### DIRECTIONS FOR THIS TASK
Every line from the beginning of the records below up to the one holding "use crate::types::Usage;" should be quoted exactly; leave out the rest.

Collection entries
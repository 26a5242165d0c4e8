//! Events emitted by the Responses backend stream
//!
//! Only the events that affect the translated output are modelled; anything
//! else deserializes to [`BackendEvent::Unknown`] and is skipped.

use serde::Deserialize;

use crate::types::Usage;

#[derive(Debug, Clone, PartialEq, Deserialize)]
#[serde(tag = "type")]
pub enum BackendEvent {
    #[serde(rename = "response.created")]
    Created {
        #[serde(default)]
        response: Option<ResponseInfo>,
    },

    #[serde(rename = "response.output_text.delta")]
    OutputTextDelta {
        delta: String,
        #[serde(default)]
        item_id: Option<String>,
    },

    #[serde(rename = "response.reasoning_summary_text.delta")]
    ReasoningSummaryDelta { delta: String },

    #[serde(rename = "response.reasoning_text.delta")]
    ReasoningTextDelta { delta: String },

    #[serde(rename = "response.reasoning_summary_part.added")]
    ReasoningSummaryPartAdded {
        #[serde(default)]
        summary_index: Option<u32>,
    },

    #[serde(rename = "response.output_item.added")]
    OutputItemAdded {
        #[serde(default)]
        output_index: Option<u32>,
        item: OutputItem,
    },

    #[serde(rename = "response.function_call_arguments.delta")]
    FunctionCallArgumentsDelta {
        #[serde(default)]
        item_id: Option<String>,
        #[serde(default)]
        output_index: Option<u32>,
        delta: String,
    },

    #[serde(rename = "response.output_item.done")]
    OutputItemDone {
        #[serde(default)]
        output_index: Option<u32>,
        item: OutputItem,
    },

    #[serde(rename = "response.completed")]
    Completed { response: ResponseInfo },

    #[serde(rename = "response.incomplete")]
    Incomplete { response: ResponseInfo },

    #[serde(rename = "response.failed")]
    Failed { response: ResponseInfo },

    #[serde(rename = "error")]
    Error {
        #[serde(default)]
        message: Option<String>,
        #[serde(default)]
        code: Option<String>,
    },

    #[serde(other)]
    Unknown,
}

impl BackendEvent {
    /// Parse one SSE `data:` payload.
    pub fn parse(data: &str) -> Result<Self, serde_json::Error> {
        serde_json::from_str(data)
    }

    /// Whether this event ends the response.
    pub fn is_terminal(&self) -> bool {
        matches!(
            self,
            BackendEvent::Completed { .. }
                | BackendEvent::Incomplete { .. }
                | BackendEvent::Failed { .. }
                | BackendEvent::Error { .. }
        )
    }
}

#[derive(Debug, Clone, PartialEq, Deserialize)]
#[serde(tag = "type")]
pub enum OutputItem {
    #[serde(rename = "function_call")]
    FunctionCall {
        #[serde(default)]
        id: Option<String>,
        #[serde(default)]
        call_id: Option<String>,
        #[serde(default)]
        name: Option<String>,
        #[serde(default)]
        arguments: Option<String>,
    },
    #[serde(other)]
    Other,
}

#[derive(Debug, Clone, Default, PartialEq, Deserialize)]
pub struct ResponseInfo {
    #[serde(default)]
    pub id: Option<String>,
    #[serde(default)]
    pub status: Option<String>,
    #[serde(default)]
    pub usage: Option<BackendUsage>,
    #[serde(default)]
    pub error: Option<ResponseError>,
    #[serde(default)]
    pub incomplete_details: Option<IncompleteDetails>,
}

#[derive(Debug, Clone, Copy, Default, PartialEq, Eq, Deserialize)]
pub struct BackendUsage {
    #[serde(default)]
    pub input_tokens: u64,
    #[serde(default)]
    pub output_tokens: u64,
    #[serde(default)]
    pub total_tokens: u64,
}

impl From<BackendUsage> for Usage {
    fn from(usage: BackendUsage) -> Self {
        let total = if usage.total_tokens > 0 {
            usage.total_tokens
        } else {
            usage.input_tokens + usage.output_tokens
        };
        Usage {
            prompt_tokens: usage.input_tokens,
            completion_tokens: usage.output_tokens,
            total_tokens: total,
        }
    }
}

#[derive(Debug, Clone, Default, PartialEq, Deserialize)]
pub struct ResponseError {
    #[serde(default)]
    pub message: Option<String>,
    #[serde(default)]
    pub code: Option<String>,
}

#[derive(Debug, Clone, Default, PartialEq, Deserialize)]
pub struct IncompleteDetails {
    #[serde(default)]
    pub reason: Option<String>,
}

#[cfg(test)]
mod tests {
    use super::*;

    #[test]
    fn parses_text_delta() {
        let event =
            BackendEvent::parse(r#"{"type":"response.output_text.delta","delta":"Hi","item_id":"msg_1","output_index":0}"#)
                .unwrap();
        assert_eq!(
            event,
            BackendEvent::OutputTextDelta {
                delta: "Hi".into(),
                item_id: Some("msg_1".into())
            }
        );
    }

    #[test]
    fn parses_function_call_item() {
        let event = BackendEvent::parse(
            r#"{"type":"response.output_item.done","output_index":1,"item":{"type":"function_call","id":"fc_1","call_id":"call_1","name":"lookup","arguments":"{}","status":"completed"}}"#,
        )
        .unwrap();
        match event {
            BackendEvent::OutputItemDone {
                item: OutputItem::FunctionCall { call_id, name, .. },
                ..
            } => {
                assert_eq!(call_id.as_deref(), Some("call_1"));
                assert_eq!(name.as_deref(), Some("lookup"));
            }
            other => panic!("unexpected {other:?}"),
        }
    }

    #[test]
    fn non_function_items_and_unknown_events() {
        let event = BackendEvent::parse(
            r#"{"type":"response.output_item.added","item":{"type":"reasoning","id":"rs_1"}}"#,
        )
        .unwrap();
        assert!(matches!(
            event,
            BackendEvent::OutputItemAdded { item: OutputItem::Other, .. }
        ));

        let event = BackendEvent::parse(r#"{"type":"response.in_progress","response":{}}"#).unwrap();
        assert_eq!(event, BackendEvent::Unknown);
        assert!(!event.is_terminal());
    }

    #[test]
    fn completed_carries_usage() {
        let event = BackendEvent::parse(
            r#"{"type":"response.completed","response":{"id":"resp_1","status":"completed","usage":{"input_tokens":10,"output_tokens":5,"total_tokens":15}}}"#,
        )
        .unwrap();
        let BackendEvent::Completed { response } = event else {
            panic!("expected completed");
        };
        let usage: Usage = response.usage.unwrap().into();
        assert_eq!(
            usage,
            Usage {
                prompt_tokens: 10,
                completion_tokens: 5,
                total_tokens: 15
            }
        );
    }

    #[test]
    fn malformed_json_is_an_error() {
        assert!(BackendEvent::parse("{not json").is_err());
    }
}
//! Persisted authentication bundle
//!
//! One `AuthBundle` per session. It is an immutable value: a refresh or a new
//! login builds a fresh bundle and the store swaps it in atomically.

use std::time::{Duration, SystemTime, UNIX_EPOCH};

use serde::{Deserialize, Serialize};

use crate::error::{Error, Result};
use crate::jwt;
use crate::token::TokenResponse;

/// Token set produced by a code exchange or a refresh. All fields non-empty.
#[derive(Clone, Serialize, Deserialize, PartialEq, Eq)]
pub struct TokenData {
    pub id_token: String,
    pub access_token: String,
    pub refresh_token: String,
    pub account_id: String,
}

impl std::fmt::Debug for TokenData {
    fn fmt(&self, f: &mut std::fmt::Formatter<'_>) -> std::fmt::Result {
        f.debug_struct("TokenData")
            .field("account_id", &self.account_id)
            .finish_non_exhaustive()
    }
}

/// The unit of persistence.
///
/// `last_refresh` and `expires_at` are unix timestamps in milliseconds.
#[derive(Clone, Serialize, Deserialize, PartialEq, Eq)]
pub struct AuthBundle {
    #[serde(rename = "OPENAI_API_KEY", default)]
    pub api_key: Option<String>,
    #[serde(rename = "tokens")]
    pub token_data: TokenData,
    pub last_refresh: u64,
    #[serde(default, skip_serializing_if = "Option::is_none")]
    pub expires_at: Option<u64>,
}

impl std::fmt::Debug for AuthBundle {
    fn fmt(&self, f: &mut std::fmt::Formatter<'_>) -> std::fmt::Result {
        f.debug_struct("AuthBundle")
            .field("has_api_key", &self.api_key.is_some())
            .field("token_data", &self.token_data)
            .field("last_refresh", &self.last_refresh)
            .field("expires_at", &self.expires_at)
            .finish()
    }
}

impl AuthBundle {
    /// Build a bundle from a code-exchange response.
    ///
    /// Fails when the response lacks an id token, refresh token or an account id.
    pub fn from_login(tokens: TokenResponse, now_millis: u64) -> Result<Self> {
        let id_token = non_empty(tokens.id_token, "id_token")?;
        let refresh_token = non_empty(tokens.refresh_token, "refresh_token")?;
        let access_token = non_empty(Some(tokens.access_token), "access_token")?;
        let account_id = jwt::account_id(&id_token, &access_token).ok_or_else(|| {
            Error::TokenExchange("tokens carry no ChatGPT account id".into())
        })?;

        Ok(Self {
            api_key: None,
            token_data: TokenData {
                id_token,
                access_token,
                refresh_token,
                account_id,
            },
            last_refresh: now_millis,
            expires_at: tokens
                .expires_in
                .map(|secs| now_millis.saturating_add(secs.saturating_mul(1000))),
        })
    }

    /// Build the successor bundle after a refresh.
    ///
    /// The refresh response may omit the id and refresh tokens; the previous
    /// values carry over. An empty access token is rejected so a refresh can
    /// never produce an unusable bundle.
    pub fn refreshed(&self, tokens: TokenResponse, now_millis: u64) -> Result<Self> {
        if tokens.access_token.trim().is_empty() {
            return Err(Error::TokenExchange(
                "refresh returned an empty access token".into(),
            ));
        }
        let id_token = tokens
            .id_token
            .filter(|t| !t.trim().is_empty())
            .unwrap_or_else(|| self.token_data.id_token.clone());
        let refresh_token = tokens
            .refresh_token
            .filter(|t| !t.trim().is_empty())
            .unwrap_or_else(|| self.token_data.refresh_token.clone());
        let account_id = jwt::account_id(&id_token, &tokens.access_token)
            .unwrap_or_else(|| self.token_data.account_id.clone());

        Ok(Self {
            api_key: self.api_key.clone(),
            token_data: TokenData {
                id_token,
                access_token: tokens.access_token,
                refresh_token,
                account_id,
            },
            last_refresh: now_millis,
            expires_at: tokens
                .expires_in
                .map(|secs| now_millis.saturating_add(secs.saturating_mul(1000))),
        })
    }

    /// Absolute access-token expiry in unix milliseconds.
    ///
    /// Resolution order: explicit `expires_at`, then the access token's `exp`
    /// claim, then `last_refresh + assumed_lifetime`.
    pub fn expires_at_millis(&self, assumed_lifetime: Duration) -> u64 {
        self.expires_at
            .or_else(|| {
                jwt::parse_claims(&self.token_data.access_token)
                    .exp
                    .map(|secs| secs.saturating_mul(1000))
            })
            .unwrap_or_else(|| {
                self.last_refresh
                    .saturating_add(assumed_lifetime.as_millis() as u64)
            })
    }

    /// Time left before expiry, zero once expired.
    pub fn remaining(&self, now_millis: u64, assumed_lifetime: Duration) -> Duration {
        Duration::from_millis(
            self.expires_at_millis(assumed_lifetime)
                .saturating_sub(now_millis),
        )
    }

    /// Whether the access token has at most `margin` of life left.
    pub fn needs_refresh(&self, now_millis: u64, margin: Duration, assumed_lifetime: Duration) -> bool {
        self.remaining(now_millis, assumed_lifetime) <= margin
    }
}

fn non_empty(value: Option<String>, field: &str) -> Result<String> {
    match value {
        Some(v) if !v.trim().is_empty() => Ok(v),
        _ => Err(Error::TokenExchange(format!("token response missing {field}"))),
    }
}

/// Current wall-clock time as unix milliseconds.
pub fn now_millis() -> u64 {
    SystemTime::now()
        .duration_since(UNIX_EPOCH)
        .unwrap_or_default()
        .as_millis() as u64
}


#[cfg(test)]
mod tests {
    use super::test_support::*;
    use super::*;

    const HOUR: Duration = Duration::from_secs(3600);

    fn login_response() -> TokenResponse {
        TokenResponse {
            id_token: Some(id_token("acct-login")),
            access_token: "at_login".into(),
            refresh_token: Some("rt_login".into()),
            expires_in: Some(3600),
        }
    }

    #[test]
    fn from_login_resolves_account_and_expiry() {
        let bundle = AuthBundle::from_login(login_response(), 1_000).unwrap();
        assert_eq!(bundle.token_data.account_id, "acct-login");
        assert_eq!(bundle.last_refresh, 1_000);
        assert_eq!(bundle.expires_at, Some(1_000 + 3_600_000));
    }

    #[test]
    fn from_login_requires_refresh_token_and_account() {
        let mut tokens = login_response();
        tokens.refresh_token = None;
        assert!(AuthBundle::from_login(tokens, 0).is_err());

        let mut tokens = login_response();
        tokens.id_token = Some("opaque".into());
        let err = AuthBundle::from_login(tokens, 0).unwrap_err();
        assert!(err.to_string().contains("account id"), "got {err}");
    }

    #[test]
    fn refreshed_keeps_previous_tokens_when_omitted() {
        let old = bundle("old", HOUR);
        let next = old
            .refreshed(
                TokenResponse {
                    id_token: None,
                    access_token: "at_new".into(),
                    refresh_token: None,
                    expires_in: Some(60),
                },
                5_000,
            )
            .unwrap();
        assert_eq!(next.token_data.access_token, "at_new");
        assert_eq!(next.token_data.refresh_token, "rt_old");
        assert_eq!(next.token_data.id_token, old.token_data.id_token);
        assert_eq!(next.token_data.account_id, "acct-1");
        assert_eq!(next.expires_at, Some(65_000));
    }

    #[test]
    fn refreshed_rejects_empty_access_token() {
        let old = bundle("old", HOUR);
        let result = old.refreshed(
            TokenResponse {
                id_token: None,
                access_token: "  ".into(),
                refresh_token: Some("rt_new".into()),
                expires_in: None,
            },
            0,
        );
        assert!(result.is_err());
    }

    #[test]
    fn expiry_falls_back_to_jwt_then_assumed_lifetime() {
        let mut b = bundle("x", HOUR);
        b.expires_at = None;
        b.last_refresh = 10_000;
        assert_eq!(b.expires_at_millis(HOUR), 10_000 + 3_600_000);

        b.token_data.access_token = jwt::encode_test_jwt(&serde_json::json!({ "exp": 2_000 }));
        assert_eq!(b.expires_at_millis(HOUR), 2_000_000);
    }

    #[test]
    fn needs_refresh_respects_margin() {
        let margin = Duration::from_secs(60);
        let fresh = bundle("fresh", HOUR);
        assert!(!fresh.needs_refresh(now_millis(), margin, HOUR));

        let stale = bundle("stale", Duration::from_secs(30));
        assert!(stale.needs_refresh(now_millis(), margin, HOUR));
    }

    #[test]
    fn serializes_in_codex_layout() {
        let b = bundle("ser", HOUR);
        let json = serde_json::to_value(&b).unwrap();
        assert!(json["OPENAI_API_KEY"].is_null());
        assert_eq!(json["tokens"]["access_token"], "at_ser");
        assert_eq!(json["tokens"]["account_id"], "acct-1");
        assert!(json["last_refresh"].is_u64());
    }

    #[test]
    fn debug_never_prints_tokens() {
        let debug = format!("{:?}", bundle("secret", HOUR));
        assert!(!debug.contains("at_secret"));
        assert!(!debug.contains("rt_secret"));
    }
}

### ANSWER TO THE EXERCISE
repository 26a5242165d0c4e8
//! Events emitted by the Responses backend stream
//!
//! Only the events that affect the translated output are modelled; anything
//! else deserializes to [`BackendEvent::Unknown`] and is skipped.

use serde::Deserialize;

use crate::types::Usage;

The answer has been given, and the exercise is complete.